Nick chanced another look through the window and saw Annie put her arms around Essex’s neck. Then she kissed him. Essex gave a deep groan, pushed her against a wall, and started fumbling with her skirts. Over his shoulder, Annie looked straight at Nick through the window and winked.
Startled, Nick ducked out of sight. She had been aware of his presence all along. He felt like a fool.
The most valuable thing he had learned was that Annie had been away from London for two weeks, exactly corresponding to the time Nick himself had been following del Toro to Oxford and back. Essex’s comment about Annie’s disguises made him wonder if the whore he had seen in The Spotted Cow had in fact been Annie. If this was so, who was she working for, seeing as Essex had not known where she was? Was she a double agent for the Spanish?
Nick suspected that Annie would do anything to reinstate the former glory of her family, and if the Queen was dragging her feet in providing money and support, then perhaps the Spanish were a better bet. Catholic Ireland had long been an ally of Spain, one of the reasons the English wanted to get a foothold there to prevent Spain from launching an invasion from both east and west. Was Annie capable of changing political allegiances as easily as she assumed disguises? One moment a whore, the next a fine lady and the lover of an earl? No one, Nick suspected, least of all Essex, knew who the real Annie was. That made her supremely dangerous.
* * *
Bankside
“Stuff what Walsingham said about you working alone,” John said. “From now on, I’m going to stick to you like glue.”
Nick had just finished telling John about the conversation he had overheard at Leicester House and how Essex was using him to find out what Walsingham was up to, not just who had killed Winchelsea. He also told him of his suspicions about Annie.
As the son of the old Earl of Blackwell’s steward, John was not only loyal to Nick as a friend but fanatically loyal to the entire Holt family. Nick knew it was useless to beg John to reconsider, and when he thought about it, he concluded that he did indeed need a guardian angel at his back if he was going to negotiate the treacherous waters he now fou
nd himself in.
More and more, Nick was beginning to feel as if he were being used as a pawn in a very complicated game. He could not put his finger on who was the prime mover, whether Walsingham or Essex or Annie, but he was convinced that one of them was orchestrating these events. Walsingham had stonewalled him when Nick had asked who Winchelsea had been following that night to Wood Wharf. He knew he had to find this out another way. Another reason he needed John.

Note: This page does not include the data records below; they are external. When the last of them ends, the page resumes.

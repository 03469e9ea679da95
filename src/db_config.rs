//! Database connection descriptor (config.json)
//!
//! Six required connection fields pass through 1:1. The optional TLS
//! block is gated on the CA certificate: the skip-hostname flag only has
//! effect when a certificate is also set, otherwise it is silently
//! ignored and no `tls` key is emitted at all.

use serde::Serialize;
use serde_json::Value;

use crate::error::ConfigError;
use crate::properties::PropertyTree;

#[derive(Debug, Clone, Serialize, PartialEq)]
pub struct DbConfig {
    pub username: String,
    pub password: String,
    pub host: String,
    /// Passes through as given; manifests carry ports as strings or numbers.
    pub port: Value,
    pub database: String,
    pub adapter: String,
    #[serde(skip_serializing_if = "Option::is_none")]
    pub tls: Option<TlsConfig>,
}

#[derive(Debug, Clone, Serialize, PartialEq)]
pub struct TlsConfig {
    pub cert: TlsCert,
    #[serde(skip_serializing_if = "Option::is_none")]
    pub skip_host_verify: Option<bool>,
}

#[derive(Debug, Clone, Serialize, PartialEq)]
pub struct TlsCert {
    pub ca: String,
}

pub fn resolve(properties: &PropertyTree) -> Result<DbConfig, ConfigError> {
    // skip_hostname_validation rides on the cert; alone it is ignored
    let tls = properties.get_str("db_ca_cert").map(|ca| TlsConfig {
        cert: TlsCert { ca: ca.to_string() },
        skip_host_verify: match properties.get_bool("db_skip_hostname_validation") {
            Some(true) => Some(true),
            _ => None,
        },
    });

    Ok(DbConfig {
        username: properties.require_str("db_username")?.to_string(),
        password: properties.require_str("db_password")?.to_string(),
        host: properties.require_str("db_hostname")?.to_string(),
        port: properties.require("db_port")?.clone(),
        database: properties.require_str("db_name")?.to_string(),
        adapter: properties.require_str("db_driver")?.to_string(),
        tls,
    })
}

pub fn render(properties: &PropertyTree) -> Result<String, ConfigError> {
    let config = resolve(properties)?;
    Ok(serde_json::to_string_pretty(&config)?)
}
//! volconf - deployment artifact renderer for the volume services broker
//!
//! Resolves manifest properties and cross-job link bindings into the four
//! runtime artifacts of a broker deployment: the database connection
//! descriptor, the startup flag list, the CA certificate file, and the
//! application push manifest. Each render is a pure function of
//! (properties, links); there is no shared state and no partial output.

pub mod access_options;
pub mod app_manifest;
pub mod ca_cert;
pub mod credhub;
pub mod db_config;
pub mod error;
pub mod links;
pub mod properties;
pub mod start_flags;

pub use access_options::{AccessProfile, LdapMode};
pub use app_manifest::AppManifest;
pub use credhub::{CredentialScope, CredhubIdentity};
pub use db_config::DbConfig;
pub use error::{ConfigError, FixSuggestion};
pub use links::{Link, LinkInstance, Links};
pub use properties::PropertyTree;
pub use start_flags::Variant;
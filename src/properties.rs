//! Job-scoped manifest properties with tagged-optional lookup
//!
//! A `PropertyTree` is the nested key/value configuration the deployment
//! manifest supplies for one job. Lookups are by dotted path. A missing
//! key and an explicit null are both *unset* - distinct from `""` and
//! from `false` - so precedence rules never conflate "not configured"
//! with a falsy value.

use serde::Deserialize;
use serde_json::Value;

use crate::error::ConfigError;

/// Immutable manifest properties for one job instance.
#[derive(Debug, Clone, Default, Deserialize)]
#[serde(transparent)]
pub struct PropertyTree(Value);

impl PropertyTree {
    /// Parse a property tree from a YAML document.
    pub fn from_yaml(yaml: &str) -> Result<Self, ConfigError> {
        Ok(Self(serde_yaml::from_str(yaml)?))
    }

    /// Look up a dotted path.
    ///
    /// Returns `None` for absent keys and for explicit nulls.
    pub fn get(&self, path: &str) -> Option<&Value> {
        let mut current = &self.0;
        for segment in path.split('.') {
            current = current.as_object()?.get(segment)?;
        }
        if current.is_null() {
            None
        } else {
            Some(current)
        }
    }

    pub fn get_str(&self, path: &str) -> Option<&str> {
        self.get(path)?.as_str()
    }

    pub fn get_bool(&self, path: &str) -> Option<bool> {
        self.get(path)?.as_bool()
    }

    /// Scalar leaf rendered to a string.
    ///
    /// Ports and similar values may arrive as YAML numbers or strings;
    /// both render the same way into flags and URLs.
    pub fn get_scalar(&self, path: &str) -> Option<String> {
        match self.get(path)? {
            Value::String(s) => Some(s.clone()),
            Value::Number(n) => Some(n.to_string()),
            Value::Bool(b) => Some(b.to_string()),
            _ => None,
        }
    }

    /// Look up a required property.
    pub fn require(&self, path: &str) -> Result<&Value, ConfigError> {
        self.get(path).ok_or_else(|| ConfigError::MissingProperty {
            path: path.to_string(),
        })
    }

    /// Required string property.
    pub fn require_str(&self, path: &str) -> Result<&str, ConfigError> {
        self.require(path)?
            .as_str()
            .ok_or_else(|| ConfigError::MissingProperty {
                path: path.to_string(),
            })
    }

    /// Required scalar property, rendered to a string.
    pub fn require_scalar(&self, path: &str) -> Result<String, ConfigError> {
        self.get_scalar(path)
            .ok_or_else(|| ConfigError::MissingProperty {
                path: path.to_string(),
            })
    }
}

impl From<Value> for PropertyTree {
    fn from(value: Value) -> Self {
        Self(value)
    }
}

#[cfg(test)]
mod tests {
    use super::*;
    use serde_json::json;

    #[test]
    fn get_walks_dotted_paths() {
        let tree = PropertyTree::from(json!({
            "credhub": {"uaa_client_id": "some-client-id"}
        }));

        assert_eq!(
            tree.get("credhub.uaa_client_id"),
            Some(&json!("some-client-id"))
        );
        assert_eq!(tree.get("credhub.uaa_client_secret"), None);
        assert_eq!(tree.get("missing.deeply.nested"), None);
    }

    #[test]
    fn explicit_null_is_unset() {
        let tree = PropertyTree::from(json!({"db": {"ca_cert": null}}));

        assert_eq!(tree.get("db.ca_cert"), None);
        assert_eq!(tree.get_str("db.ca_cert"), None);
    }

    #[test]
    fn empty_string_and_false_are_set() {
        let tree = PropertyTree::from(json!({"a": "", "b": false}));

        assert_eq!(tree.get_str("a"), Some(""));
        assert_eq!(tree.get_bool("b"), Some(false));
    }

    #[test]
    fn get_scalar_renders_numbers() {
        let tree = PropertyTree::from(json!({"credhub": {"port": 4321}}));

        assert_eq!(tree.get_scalar("credhub.port"), Some("4321".to_string()));
    }

    #[test]
    fn require_reports_the_missing_path() {
        let tree = PropertyTree::default();

        let err = tree.require_str("db_hostname").unwrap_err();
        assert_eq!(err.to_string(), "can't find property 'db_hostname'");
    }

    #[test]
    fn from_yaml_parses_nested_maps() {
        let tree = PropertyTree::from_yaml("db:\n  host: some-db-host\n").unwrap();

        assert_eq!(tree.get_str("db.host"), Some("some-db-host"));
    }
}
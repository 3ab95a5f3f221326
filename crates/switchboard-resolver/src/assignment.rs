//! The assignment engine: which candidate owns which (slot, feature) pairs.
//!
//! Pure policy over the candidate registry, the override table, and the
//! device default. Recomputed wholesale on every catalog or override event;
//! never mutated incrementally.

use std::collections::HashMap;

use switchboard_core::{FeatureSet, ProviderId, ResolverError, ResolverResult, SlotId};

use crate::catalog::CandidateRegistry;

/// Per-slot carrier overrides, bounded by the configured slot count.
#[derive(Debug, Clone)]
pub(crate) struct SlotOverrideTable {
    slot_count: u32,
    overrides: HashMap<SlotId, ProviderId>,
}

impl SlotOverrideTable {
    pub(crate) fn new(slot_count: u32) -> Self {
        Self {
            slot_count,
            overrides: HashMap::new(),
        }
    }

    pub(crate) fn slot_count(&self) -> u32 {
        self.slot_count
    }

    pub(crate) fn slots(&self) -> impl Iterator<Item = SlotId> + '_ {
        (0..self.slot_count).map(SlotId::new)
    }

    pub(crate) fn contains_slot(&self, slot: SlotId) -> bool {
        slot.index() < self.slot_count
    }

    pub(crate) fn override_for(&self, slot: SlotId) -> Option<&ProviderId> {
        self.overrides.get(&slot)
    }

    /// Set or clear the override for a slot.
    ///
    /// Returns whether the table actually changed, so an override-changed
    /// event naming the already-configured provider is a no-op end to end.
    ///
    /// # Errors
    ///
    /// Rejects out-of-range slots as a `ConfigInconsistency` no-op.
    pub(crate) fn set(
        &mut self,
        slot: SlotId,
        provider: Option<ProviderId>,
    ) -> ResolverResult<bool> {
        if !self.contains_slot(slot) {
            return Err(ResolverError::ConfigInconsistency(format!(
                "override for out-of-range {slot} (slot_count {})",
                self.slot_count
            )));
        }
        let changed = match provider {
            Some(provider) => self.overrides.insert(slot, provider.clone()) != Some(provider),
            None => self.overrides.remove(&slot).is_some(),
        };
        Ok(changed)
    }

    /// The slots `provider` is the override for.
    pub(crate) fn override_slots(&self, provider: &ProviderId) -> Vec<SlotId> {
        let mut slots: Vec<SlotId> = self
            .overrides
            .iter()
            .filter(|(_, p)| *p == provider)
            .map(|(slot, _)| *slot)
            .collect();
        slots.sort_unstable();
        slots
    }

    pub(crate) fn is_override(&self, provider: &ProviderId) -> bool {
        self.overrides.values().any(|p| p == provider)
    }
}

/// Compute the desired (slot, feature) set for one candidate.
///
/// - A carrier override owns its declared pairs on exactly the slots it is
///   the override for — never a slot it wasn't assigned, even if it declares
///   support there. Override status wins over device-default status.
/// - The device default covers every slot without an override in full, and
///   fills the gaps the override's declaration leaves open on the rest.
/// - Anything else owns nothing.
///
/// Emergency pairs ride along for callback completeness; whether the result
/// justifies a live connection is [`FeatureSet::has_bindable`]'s call.
pub(crate) fn compute_assignment(
    candidate: &ProviderId,
    registry: &CandidateRegistry,
    overrides: &SlotOverrideTable,
    device_default: Option<&ProviderId>,
) -> FeatureSet {
    let declared = registry.declared_features(candidate);
    if declared.is_empty() {
        return FeatureSet::new();
    }

    let override_slots = overrides.override_slots(candidate);
    if !override_slots.is_empty() {
        let mut desired = FeatureSet::new();
        for slot in override_slots {
            desired.extend(&declared.for_slot(slot));
        }
        return desired;
    }

    if device_default == Some(candidate) {
        let mut desired = FeatureSet::new();
        for slot in overrides.slots() {
            let mine = declared.for_slot(slot);
            match overrides.override_for(slot) {
                None => desired.extend(&mine),
                Some(override_id) => {
                    let covered = registry.declared_features(override_id).for_slot(slot);
                    desired.extend(&mine.minus(&covered));
                }
            }
        }
        return desired;
    }

    FeatureSet::new()
}

#[cfg(test)]
mod tests {
    use super::*;
    use switchboard_core::{
        BIND_PERMISSION_MARKER, CandidateDescriptor, FeatureKind, FeaturePair,
    };

    fn pair(slot: u32, kind: FeatureKind) -> FeaturePair {
        FeaturePair::new(SlotId::new(slot), kind)
    }

    fn set(pairs: &[(u32, FeatureKind)]) -> FeatureSet {
        pairs.iter().map(|&(s, k)| pair(s, k)).collect()
    }

    fn registry_with(candidates: &[(&str, FeatureSet)]) -> CandidateRegistry {
        let mut registry = CandidateRegistry::new(BIND_PERMISSION_MARKER, false);
        for (id, features) in candidates {
            registry.upsert(
                CandidateDescriptor::new(*id, BIND_PERMISSION_MARKER)
                    .with_static_features(features.clone()),
            );
        }
        registry
    }

    #[test]
    fn test_device_default_covers_everything_without_overrides() {
        let default = ProviderId::new("com.default/Svc");
        let declared = set(&[
            (0, FeatureKind::MmTel),
            (0, FeatureKind::Rcs),
            (1, FeatureKind::MmTel),
            (1, FeatureKind::Rcs),
        ]);
        let registry = registry_with(&[("com.default/Svc", declared.clone())]);
        let overrides = SlotOverrideTable::new(2);

        let desired = compute_assignment(&default, &registry, &overrides, Some(&default));
        assert_eq!(desired, declared);
    }

    #[test]
    fn test_override_filtered_to_assigned_slot_only() {
        // The override declares support on both slots but is only assigned
        // slot 0; it must not acquire slot 1.
        let override_id = ProviderId::new("com.carrier/Svc");
        let registry = registry_with(&[(
            "com.carrier/Svc",
            set(&[(0, FeatureKind::MmTel), (1, FeatureKind::MmTel)]),
        )]);
        let mut overrides = SlotOverrideTable::new(2);
        overrides
            .set(SlotId::new(0), Some(override_id.clone()))
            .unwrap();

        let desired = compute_assignment(&override_id, &registry, &overrides, None);
        assert_eq!(desired, set(&[(0, FeatureKind::MmTel)]));
    }

    #[test]
    fn test_device_default_gap_filling() {
        // Scenario B: slot 0 override declares only MmTel; the default
        // declaring MmTel+Rcs on both slots keeps slot0/rcs and all of slot 1.
        let default = ProviderId::new("com.default/Svc");
        let override_id = ProviderId::new("com.carrier/Svc");
        let registry = registry_with(&[
            (
                "com.default/Svc",
                set(&[
                    (0, FeatureKind::MmTel),
                    (0, FeatureKind::Rcs),
                    (1, FeatureKind::MmTel),
                    (1, FeatureKind::Rcs),
                ]),
            ),
            ("com.carrier/Svc", set(&[(0, FeatureKind::MmTel)])),
        ]);
        let mut overrides = SlotOverrideTable::new(2);
        overrides
            .set(SlotId::new(0), Some(override_id.clone()))
            .unwrap();

        let desired = compute_assignment(&default, &registry, &overrides, Some(&default));
        assert_eq!(
            desired,
            set(&[
                (0, FeatureKind::Rcs),
                (1, FeatureKind::MmTel),
                (1, FeatureKind::Rcs),
            ])
        );
    }

    #[test]
    fn test_unrelated_candidate_owns_nothing() {
        let registry = registry_with(&[("com.other/Svc", set(&[(0, FeatureKind::MmTel)]))]);
        let overrides = SlotOverrideTable::new(2);
        let default = ProviderId::new("com.default/Svc");

        let desired = compute_assignment(
            &ProviderId::new("com.other/Svc"),
            &registry,
            &overrides,
            Some(&default),
        );
        assert!(desired.is_empty());
    }

    #[test]
    fn test_override_status_wins_over_default_status() {
        // A candidate that is both slot 0's override and the device default
        // is treated as an override: slot 0 only, no gap filling elsewhere.
        let id = ProviderId::new("com.both/Svc");
        let registry = registry_with(&[(
            "com.both/Svc",
            set(&[(0, FeatureKind::MmTel), (1, FeatureKind::MmTel)]),
        )]);
        let mut overrides = SlotOverrideTable::new(2);
        overrides.set(SlotId::new(0), Some(id.clone())).unwrap();

        let desired = compute_assignment(&id, &registry, &overrides, Some(&id));
        assert_eq!(desired, set(&[(0, FeatureKind::MmTel)]));
    }

    #[test]
    fn test_emergency_retained_but_not_bindable() {
        let default = ProviderId::new("com.default/Svc");
        let registry = registry_with(&[(
            "com.default/Svc",
            set(&[(0, FeatureKind::Emergency)]),
        )]);
        let overrides = SlotOverrideTable::new(1);

        let desired = compute_assignment(&default, &registry, &overrides, Some(&default));
        assert!(desired.contains(pair(0, FeatureKind::Emergency)));
        assert!(!desired.has_bindable());
    }

    #[test]
    fn test_gap_filling_against_unknown_override_covers_whole_slot() {
        // The configured override was uninstalled: its declaration is empty,
        // so the default covers the slot in full.
        let default = ProviderId::new("com.default/Svc");
        let registry = registry_with(&[("com.default/Svc", set(&[(0, FeatureKind::MmTel)]))]);
        let mut overrides = SlotOverrideTable::new(1);
        overrides
            .set(SlotId::new(0), Some(ProviderId::new("com.gone/Svc")))
            .unwrap();

        let desired = compute_assignment(&default, &registry, &overrides, Some(&default));
        assert_eq!(desired, set(&[(0, FeatureKind::MmTel)]));
    }

    #[test]
    fn test_out_of_range_slot_rejected() {
        let mut overrides = SlotOverrideTable::new(2);
        let result = overrides.set(SlotId::new(5), Some(ProviderId::new("com.a/Svc")));
        assert!(matches!(
            result,
            Err(ResolverError::ConfigInconsistency(_))
        ));
    }

    #[test]
    fn test_set_same_override_reports_unchanged() {
        let mut overrides = SlotOverrideTable::new(1);
        let id = ProviderId::new("com.a/Svc");
        assert!(overrides.set(SlotId::new(0), Some(id.clone())).unwrap());
        assert!(!overrides.set(SlotId::new(0), Some(id)).unwrap());
        assert!(overrides.set(SlotId::new(0), None).unwrap());
        assert!(!overrides.set(SlotId::new(0), None).unwrap());
    }
}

As for the assassination attempt on him, Nick was becoming more and more convinced it had something to do with his surveillance of del Toro. But whether it was the missing Spaniard who had arranged the ambush on the London Road or someone else and for some other reason, Nick did not know. Perhaps if Nick used himself as bait while John watched from the shadows, they would be able to lure the assassin into the open. If Walsingham and Essex could play a double game, then so could Nick.
They were walking along the bank of the Thames at dusk in order to keep their conversation from the ears of Maggie and any patrons of The Black Sheep who were beginning to straggle in after work. Maggie had looked at them oddly as they left, obviously thinking it was a strange time to go for a stroll in one of the most dangerous places in London. Nick knew she would pump John for information when they returned but also knew his friend would lie through his teeth, even to his beloved wife, to protect Nick’s cover as a secret agent.